§ Aim of the exercise:
The lines from the start of the data through the line with "pub const XLINK_NS: &str" are to be returned verbatim; all later lines are to be omitted.

(Records from a data source)

***

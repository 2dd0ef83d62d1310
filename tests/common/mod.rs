//! Shared LandCover fixture
//!
//! A relational source (`dataset_norm`, `landcover_norm`) and a trimmed
//! INSPIRE LandCoverVector target with the GML, GMD and base pieces the
//! tests walk through.

#![allow(dead_code)]

use schemalign::schema::{
    ChildDefinition, GroupDefinition, PropertyDefinition, QName, Schema, SchemaIndex,
    TypeDefinition,
};
use schemalign::{Cell, EntityRef, JoinCondition, JoinParameter, PathStep};

pub const SOURCE_NS: &str = "jdbc:postgresql:lamma:public";
pub const LCV_NS: &str = "http://inspire.ec.europa.eu/schemas/lcv/3.0";
pub const BASE_NS: &str = "http://inspire.ec.europa.eu/schemas/base/3.3";
pub const GML_NS: &str = "http://www.opengis.net/gml/3.2";
pub const GMD_NS: &str = "http://www.isotc211.org/2005/gmd";
pub const XLINK_NS: &str = "http://www.w3.org/1999/xlink";

pub const TARGET_LOCAL_ID: &str = "lcv:inspireId/base:Identifier/base:localId";
pub const TARGET_FIRST_OBSERVATION_DATE: &str =
    "lcv:landCoverObservation[1]/lcv:LandCoverObservation/lcv:observationDate";
pub const TARGET_DESCRIPTION: &str = "gml:description";
pub const TARGET_GEOMETRY_LCD: &str = "lcv:extent/gmd:EX_Extent/gmd:geographicElement/gmd:EX_BoundingPolygon/gmd:polygon/gml:AbstractGeometry";
pub const TARGET_GEOMETRY_LCU: &str = "lcv:geometry";
pub const TARGET_METADATA: &str = "gml:metaDataProperty";

pub fn lcv(local: &str) -> QName {
    QName::new(LCV_NS, local)
}

pub fn base(local: &str) -> QName {
    QName::new(BASE_NS, local)
}

pub fn gml(local: &str) -> QName {
    QName::new(GML_NS, local)
}

pub fn gmd(local: &str) -> QName {
    QName::new(GMD_NS, local)
}

pub fn xlink(local: &str) -> QName {
    QName::new(XLINK_NS, local)
}

pub fn src(local: &str) -> QName {
    QName::new(SOURCE_NS, local)
}

/// Choice group named after its substitution head
fn choice_name(head: &QName) -> QName {
    QName::new(&format!("{}/{}", head.namespace(), head.local_name()), "choice")
}

pub fn dataset_type() -> QName {
    src("dataset_norm")
}

pub fn unit_type() -> QName {
    src("landcover_norm")
}

pub fn lcd_type() -> QName {
    lcv("LandCoverDatasetType")
}

pub fn lcu_type() -> QName {
    lcv("LandCoverUnitType")
}

// ---------------------------------------------------------------
// Schema builders
// ---------------------------------------------------------------

fn element(name: QName, type_name: Option<QName>) -> ChildDefinition {
    ChildDefinition::Property(PropertyDefinition {
        name,
        type_name,
        repeatable: false,
        attribute: false,
    })
}

fn repeated(name: QName, type_name: Option<QName>) -> ChildDefinition {
    ChildDefinition::Property(PropertyDefinition {
        name,
        type_name,
        repeatable: true,
        attribute: false,
    })
}

fn attribute(name: QName) -> ChildDefinition {
    ChildDefinition::Property(PropertyDefinition {
        name,
        type_name: None,
        repeatable: false,
        attribute: true,
    })
}

fn choice(head: Option<QName>, group_name: QName, children: Vec<ChildDefinition>) -> ChildDefinition {
    ChildDefinition::Group(GroupDefinition {
        name: group_name,
        choice: true,
        repeatable: false,
        substitution_head: head,
        children,
    })
}

fn complex(name: QName, children: Vec<ChildDefinition>) -> TypeDefinition {
    let mut t = TypeDefinition::new(name);
    t.children = children;
    t
}

fn column(name: &str) -> ChildDefinition {
    element(QName::unqualified(name), None)
}

pub fn source_schema() -> Schema {
    let dataset = complex(
        dataset_type(),
        vec![column("dataset_id"), column("name"), column("geom")],
    );
    let unit = complex(
        unit_type(),
        vec![
            column("unit_id"),
            column("dataset_id"),
            column("uuid_v1"),
            column("ucs2007"),
            column("ucs2013"),
            column("geom"),
        ],
    );
    Schema {
        prefixes: Default::default(),
        types: vec![dataset, unit],
    }
}

pub fn source_index() -> SchemaIndex {
    SchemaIndex::new(source_schema())
}

pub fn target_schema() -> Schema {
    let abstract_geometry = gml("AbstractGeometry");
    let geometry_choice = || {
        choice(
            Some(abstract_geometry.clone()),
            choice_name(&abstract_geometry),
            vec![
                element(gml("MultiSurface"), Some(gml("MultiSurfaceType"))),
                element(gml("Polygon"), Some(gml("PolygonType"))),
            ],
        )
    };

    // Feature types
    let mut lcd = complex(
        lcd_type(),
        vec![
            attribute(gml("id")),
            element(gml("description"), None),
            repeated(gml("name"), Some(gml("CodeType"))),
            element(lcv("inspireId"), Some(base("IdentifierPropertyType"))),
            element(lcv("extent"), Some(gmd("EX_Extent_PropertyType"))),
            repeated(lcv("member"), Some(lcv("LandCoverUnitPropertyType"))),
        ],
    );
    lcd.element = Some(lcv("LandCoverDataset"));
    lcd.feature_type = true;

    let mut lcu = complex(
        lcu_type(),
        vec![
            attribute(gml("id")),
            element(gml("description"), None),
            element(gml("metaDataProperty"), Some(gml("MetaDataPropertyType"))),
            element(lcv("inspireId"), Some(base("IdentifierPropertyType"))),
            element(lcv("geometry"), Some(gml("GeometryPropertyType"))),
            repeated(
                lcv("landCoverObservation"),
                Some(lcv("LandCoverObservationPropertyType")),
            ),
        ],
    );
    lcu.element = Some(lcv("LandCoverUnit"));
    lcu.feature_type = true;

    // lcv
    let member = complex(
        lcv("LandCoverUnitPropertyType"),
        vec![
            element(lcv("LandCoverUnit"), Some(lcu_type())),
            attribute(xlink("href")),
        ],
    );
    let observation_property = complex(
        lcv("LandCoverObservationPropertyType"),
        vec![element(
            lcv("LandCoverObservation"),
            Some(lcv("LandCoverObservationType")),
        )],
    );
    let observation = complex(
        lcv("LandCoverObservationType"),
        vec![
            element(lcv("class"), None),
            element(lcv("observationDate"), None),
        ],
    );

    // base
    let identifier_property = complex(
        base("IdentifierPropertyType"),
        vec![element(base("Identifier"), Some(base("IdentifierType")))],
    );
    let identifier = complex(
        base("IdentifierType"),
        vec![
            element(base("localId"), None),
            element(base("namespace"), None),
        ],
    );

    // gmd
    let extent_property = complex(
        gmd("EX_Extent_PropertyType"),
        vec![element(gmd("EX_Extent"), Some(gmd("EX_Extent_Type")))],
    );
    let extent = complex(
        gmd("EX_Extent_Type"),
        vec![
            element(gmd("description"), None),
            repeated(
                gmd("geographicElement"),
                Some(gmd("EX_GeographicExtent_PropertyType")),
            ),
            repeated(
                gmd("temporalElement"),
                Some(gmd("EX_TemporalExtent_PropertyType")),
            ),
        ],
    );
    let geographic_property = complex(
        gmd("EX_GeographicExtent_PropertyType"),
        vec![choice(
            None,
            QName::new(&format!("{}/AbstractEX_GeographicExtent", GMD_NS), "choice"),
            vec![element(
                gmd("EX_BoundingPolygon"),
                Some(gmd("EX_BoundingPolygon_Type")),
            )],
        )],
    );
    let bounding_polygon = complex(
        gmd("EX_BoundingPolygon_Type"),
        vec![repeated(gmd("polygon"), Some(gmd("GM_Object_PropertyType")))],
    );
    let gm_object = complex(gmd("GM_Object_PropertyType"), vec![geometry_choice()]);
    let temporal_property = complex(
        gmd("EX_TemporalExtent_PropertyType"),
        vec![choice(
            None,
            QName::new(&format!("{}/EX_TemporalExtent", GMD_NS), "choice"),
            vec![element(
                gmd("EX_TemporalExtent"),
                Some(gmd("EX_TemporalExtent_Type")),
            )],
        )],
    );
    let temporal = complex(
        gmd("EX_TemporalExtent_Type"),
        vec![element(gmd("extent"), Some(gmd("TM_Primitive_PropertyType")))],
    );
    let time_head = gml("AbstractTimePrimitive");
    let tm_primitive = complex(
        gmd("TM_Primitive_PropertyType"),
        vec![choice(
            Some(time_head.clone()),
            choice_name(&time_head),
            vec![
                element(gml("TimeInstant"), Some(gml("TimeInstantType"))),
                element(gml("TimePeriod"), Some(gml("TimePeriodType"))),
            ],
        )],
    );

    // gml
    let code = complex(gml("CodeType"), vec![attribute(QName::unqualified("codeSpace"))]);
    let metadata = complex(
        gml("MetaDataPropertyType"),
        vec![attribute(xlink("href")), attribute(xlink("title"))],
    );
    let geometry_property = complex(gml("GeometryPropertyType"), vec![geometry_choice()]);
    let mut multi_surface = complex(
        gml("MultiSurfaceType"),
        vec![attribute(gml("id")), attribute(QName::unqualified("srsName"))],
    );
    multi_surface.geometry = true;
    let mut polygon = complex(gml("PolygonType"), vec![attribute(gml("id"))]);
    polygon.geometry = true;
    let time_instant = complex(
        gml("TimeInstantType"),
        vec![attribute(gml("id")), element(gml("timePosition"), None)],
    );
    let time_period = complex(
        gml("TimePeriodType"),
        vec![
            attribute(gml("id")),
            element(gml("beginPosition"), None),
            element(gml("endPosition"), None),
        ],
    );

    let mut schema = Schema::default();
    for (prefix, uri) in [
        ("lcv", LCV_NS),
        ("base", BASE_NS),
        ("gml", GML_NS),
        ("gmd", GMD_NS),
        ("xlink", XLINK_NS),
    ] {
        schema.prefixes.insert(prefix.into(), uri.into());
    }
    schema.types = vec![
        lcd,
        lcu,
        member,
        observation_property,
        observation,
        identifier_property,
        identifier,
        extent_property,
        extent,
        geographic_property,
        bounding_polygon,
        gm_object,
        temporal_property,
        temporal,
        tm_primitive,
        code,
        metadata,
        geometry_property,
        multi_surface,
        polygon,
        time_instant,
        time_period,
    ];
    schema
}

pub fn target_index() -> SchemaIndex {
    SchemaIndex::new(target_schema())
}

// ---------------------------------------------------------------
// Entity and cell helpers
// ---------------------------------------------------------------

/// Source column of `type_name`
pub fn column_of(type_name: QName, name: &str) -> EntityRef {
    EntityRef::property(type_name, vec![PathStep::new(QName::unqualified(name))])
}

/// Target property of `type_name` along plain steps
pub fn target_path(type_name: QName, steps: Vec<QName>) -> EntityRef {
    EntityRef::property(type_name, steps.into_iter().map(PathStep::new).collect())
}

pub fn retype(id: &str, source: QName, target: QName) -> Cell {
    Cell::new(id, "retype")
        .with_source(EntityRef::type_entity(source))
        .with_target(EntityRef::type_entity(target))
}

pub fn unit_retype() -> Cell {
    retype("retype-unit", unit_type(), lcu_type())
}

pub fn dataset_retype() -> Cell {
    retype("retype-dataset", dataset_type(), lcd_type())
}

/// dataset_norm.dataset_id = landcover_norm.dataset_id, targeting the dataset
pub fn join_cell() -> Cell {
    Cell::new("join", "join")
        .with_source(EntityRef::type_entity(dataset_type()).with_role("types"))
        .with_source(EntityRef::type_entity(unit_type()).with_role("types"))
        .with_target(EntityRef::type_entity(lcd_type()))
        .with_parameter(
            "join",
            JoinParameter {
                types: vec![dataset_type(), unit_type()],
                conditions: vec![JoinCondition {
                    base: column_of(dataset_type(), "dataset_id"),
                    join: column_of(unit_type(), "dataset_id"),
                }],
            },
        )
}

pub fn local_id_path() -> Vec<QName> {
    vec![lcv("inspireId"), base("Identifier"), base("localId")]
}

pub fn nested_local_id_path() -> Vec<QName> {
    let mut path = vec![lcv("member"), lcv("LandCoverUnit")];
    path.extend(local_id_path());
    path
}

pub fn lcd_geometry_path() -> Vec<QName> {
    vec![
        lcv("extent"),
        gmd("EX_Extent"),
        gmd("geographicElement"),
        QName::new(&format!("{}/AbstractEX_GeographicExtent", GMD_NS), "choice"),
        gmd("EX_BoundingPolygon"),
        gmd("polygon"),
        choice_name(&gml("AbstractGeometry")),
        gml("MultiSurface"),
    ]
}

pub fn lcu_geometry_id_path() -> Vec<QName> {
    vec![
        lcv("geometry"),
        choice_name(&gml("AbstractGeometry")),
        gml("MultiSurface"),
        gml("id"),
    ]
}

pub fn time_instant_id_path() -> Vec<QName> {
    vec![
        lcv("extent"),
        gmd("EX_Extent"),
        gmd("temporalElement"),
        QName::new(&format!("{}/EX_TemporalExtent", GMD_NS), "choice"),
        gmd("EX_TemporalExtent"),
        gmd("extent"),
        choice_name(&gml("AbstractTimePrimitive")),
        gml("TimeInstant"),
        gml("id"),
    ]
}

***

§ Task solution:
repository 2dd0ef83d62d1310
filename tests/common/mod.rs
//! Shared LandCover fixture
//!
//! A relational source (`dataset_norm`, `landcover_norm`) and a trimmed
//! INSPIRE LandCoverVector target with the GML, GMD and base pieces the
//! tests walk through.

#![allow(dead_code)]

use schemalign::schema::{
    ChildDefinition, GroupDefinition, PropertyDefinition, QName, Schema, SchemaIndex,
    TypeDefinition,
};
use schemalign::{Cell, EntityRef, JoinCondition, JoinParameter, PathStep};

pub const SOURCE_NS: &str = "jdbc:postgresql:lamma:public";
pub const LCV_NS: &str = "http://inspire.ec.europa.eu/schemas/lcv/3.0";
pub const BASE_NS: &str = "http://inspire.ec.europa.eu/schemas/base/3.3";
pub const GML_NS: &str = "http://www.opengis.net/gml/3.2";
pub const GMD_NS: &str = "http://www.isotc211.org/2005/gmd";
pub const XLINK_NS: &str = "http://www.w3.org/1999/xlink";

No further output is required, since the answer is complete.